- [Task instructions]:
Look through the records, and whenever a line includes the word "usize", copy it.

Stored dataset items:
◇ ◇ ◇ ◇ ◇ ◇ ◇

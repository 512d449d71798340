// src/dashboard/view.rs
//! What the dashboard shows for one collection: filtered rows, the label
//! chart, summary counts and data statistics. Pure; rendering lives elsewhere.

use serde::Serialize;

use crate::error::{PipelineError, Result};
use crate::news::format_timestamp;
use crate::sentiment::{LabelCounts, SentimentLabel};
use crate::store::ArticleCollection;

/// Case-insensitive substring match on title or description.
/// An empty keyword returns the collection unchanged.
pub fn filter_keyword(coll: &ArticleCollection, keyword: Option<&str>) -> ArticleCollection {
    let Some(kw) = keyword.map(str::trim).filter(|k| !k.is_empty()) else {
        return coll.clone();
    };
    let needle = kw.to_lowercase();
    coll.filter(|a| {
        a.title.to_lowercase().contains(&needle)
            || a.description
                .as_deref()
                .is_some_and(|d| d.to_lowercase().contains(&needle))
    })
}

pub fn sentiment_columns(coll: &ArticleCollection) -> Vec<String> {
    coll.label_columns().iter().map(|c| c.name.clone()).collect()
}

pub fn label_color(label: SentimentLabel) -> &'static str {
    match label {
        SentimentLabel::Positive => "green",
        SentimentLabel::Negative => "red",
        SentimentLabel::Neutral => "gray",
        SentimentLabel::Unknown => "orange",
    }
}

#[derive(Debug, Clone, PartialEq, Eq, Serialize)]
pub struct ChartBar {
    pub label: SentimentLabel,
    pub count: usize,
    pub color: &'static str,
}

#[derive(Debug, Clone, Copy, PartialEq, Eq, Serialize)]
pub struct Summary {
    pub total: usize,
    pub positive: usize,
    pub negative: usize,
    pub neutral: usize,
}

#[derive(Debug, Clone, PartialEq, Eq, Serialize)]
pub struct DataStats {
    pub columns: Vec<String>,
    pub rows: usize,
    pub date_from: Option<String>,
    pub date_to: Option<String>,
}

#[derive(Debug, Clone, PartialEq, Eq, Serialize)]
pub struct DashboardView {
    /// File name or warehouse table the rows came from.
    pub source: String,
    pub keyword: Option<String>,
    /// Rows before the keyword filter.
    pub total_rows: usize,
    pub columns: Vec<String>,
    pub rows: Vec<Vec<String>>,
    pub sentiment_columns: Vec<String>,
    pub selected_column: Option<String>,
    pub chart: Vec<ChartBar>,
    pub summary: Option<Summary>,
    pub counts: Option<LabelCounts>,
    pub stats: DataStats,
}

/// Sort newest first, filter by keyword, then chart the chosen label column
/// (first label column when none is given).
pub fn build_view(
    coll: &ArticleCollection,
    source: &str,
    keyword: Option<&str>,
    column: Option<&str>,
) -> Result<DashboardView> {
    let label_cols = sentiment_columns(coll);
    let selected = match column.filter(|c| !c.is_empty()) {
        Some(c) if label_cols.iter().any(|l| l == c) => Some(c.to_string()),
        Some(c) => {
            return Err(PipelineError::InvalidInput(format!(
                "'{c}' is not a sentiment column of {source}"
            )))
        }
        None => label_cols.first().cloned(),
    };

    let view = filter_keyword(&coll.sorted_by_published_desc(), keyword);

    let counts = selected.as_deref().and_then(|c| view.label_counts(c));
    let chart = counts
        .map(|c| {
            SentimentLabel::ALL
                .iter()
                .filter(|l| c.get(**l) > 0)
                .map(|l| ChartBar {
                    label: *l,
                    count: c.get(*l),
                    color: label_color(*l),
                })
                .collect()
        })
        .unwrap_or_default();
    let summary = counts.map(|c| Summary {
        total: view.len(),
        positive: c.positive,
        negative: c.negative,
        neutral: c.neutral,
    });

    let range = view.date_range();
    let stats = DataStats {
        columns: view.column_names(),
        rows: view.len(),
        date_from: range.map(|(lo, _)| format_timestamp(&lo)),
        date_to: range.map(|(_, hi)| format_timestamp(&hi)),
    };

    Ok(DashboardView {
        source: source.to_string(),
        keyword: keyword.map(str::trim).filter(|k| !k.is_empty()).map(str::to_string),
        total_rows: coll.len(),
        columns: view.column_names(),
        rows: view.rows().collect(),
        sentiment_columns: label_cols,
        selected_column: selected,
        chart,
        summary,
        counts,
        stats,
    })
}

#[cfg(test)]
mod tests {
    use super::*;

    fn s(v: &[&str]) -> Vec<String> {
        v.iter().map(|x| x.to_string()).collect()
    }

    fn sample() -> ArticleCollection {
        ArticleCollection::from_records(
            &s(&["title", "description", "publishedAt", "sentiment_description", "gpt_sentiment"]),
            vec![
                s(&["Pune metro opens", "Commuters cheer", "2024-05-01T10:00:00Z", "Positive", "Positive"]),
                s(&["Floods in Assam", "Heavy damage", "2024-05-03T10:00:00Z", "Negative", "Negative"]),
                s(&["Weather update", "Mild METRO delays", "2024-05-02T10:00:00Z", "Neutral", "Negative"]),
            ],
        )
        .unwrap()
    }

    #[test]
    fn keyword_matches_title_or_description_ignoring_case() {
        let c = sample();
        let f = filter_keyword(&c, Some("metro"));
        assert_eq!(f.len(), 2);
        assert_eq!(filter_keyword(&c, Some("")), c);
        assert_eq!(filter_keyword(&c, None), c);
        assert!(filter_keyword(&c, Some("cricket")).is_empty());
    }

    #[test]
    fn view_sorts_filters_and_counts() {
        let v = build_view(&sample(), "news_with_sentiment.csv", Some("METRO"), None).unwrap();
        assert_eq!(v.selected_column.as_deref(), Some("sentiment_description"));
        assert_eq!(v.rows.len(), 2);
        // newest first
        assert_eq!(v.rows[0][0], "Weather update");
        let summary = v.summary.unwrap();
        assert_eq!((summary.total, summary.positive, summary.negative, summary.neutral), (2, 1, 0, 1));
        assert_eq!(
            v.chart,
            vec![
                ChartBar { label: SentimentLabel::Positive, count: 1, color: "green" },
                ChartBar { label: SentimentLabel::Neutral, count: 1, color: "gray" },
            ]
        );
        assert_eq!(v.total_rows, 3);
        assert_eq!(v.stats.date_from.as_deref(), Some("2024-05-01T10:00:00Z"));
        assert_eq!(v.stats.date_to.as_deref(), Some("2024-05-02T10:00:00Z"));
    }

    #[test]
    fn explicit_column_and_unknown_column() {
        let v = build_view(&sample(), "f.csv", None, Some("gpt_sentiment")).unwrap();
        assert_eq!(v.summary.unwrap().negative, 2);
        assert!(build_view(&sample(), "f.csv", None, Some("nope")).is_err());
    }

    #[test]
    fn no_label_columns_means_no_chart() {
        let c = ArticleCollection::from_records(&s(&["title"]), vec![s(&["x"])]).unwrap();
        let v = build_view(&c, "gnews_output.csv", None, None).unwrap();
        assert!(v.selected_column.is_none());
        assert!(v.chart.is_empty());
        assert!(v.summary.is_none());
        assert_eq!(v.stats.rows, 1);
    }
}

◇ ◇ ◇ ◇ ◇ ◇ ◇

- [Completed task]:
    pub count: usize,
    pub total: usize,
    pub positive: usize,
    pub negative: usize,
    pub neutral: usize,
    pub rows: usize,
    pub total_rows: usize,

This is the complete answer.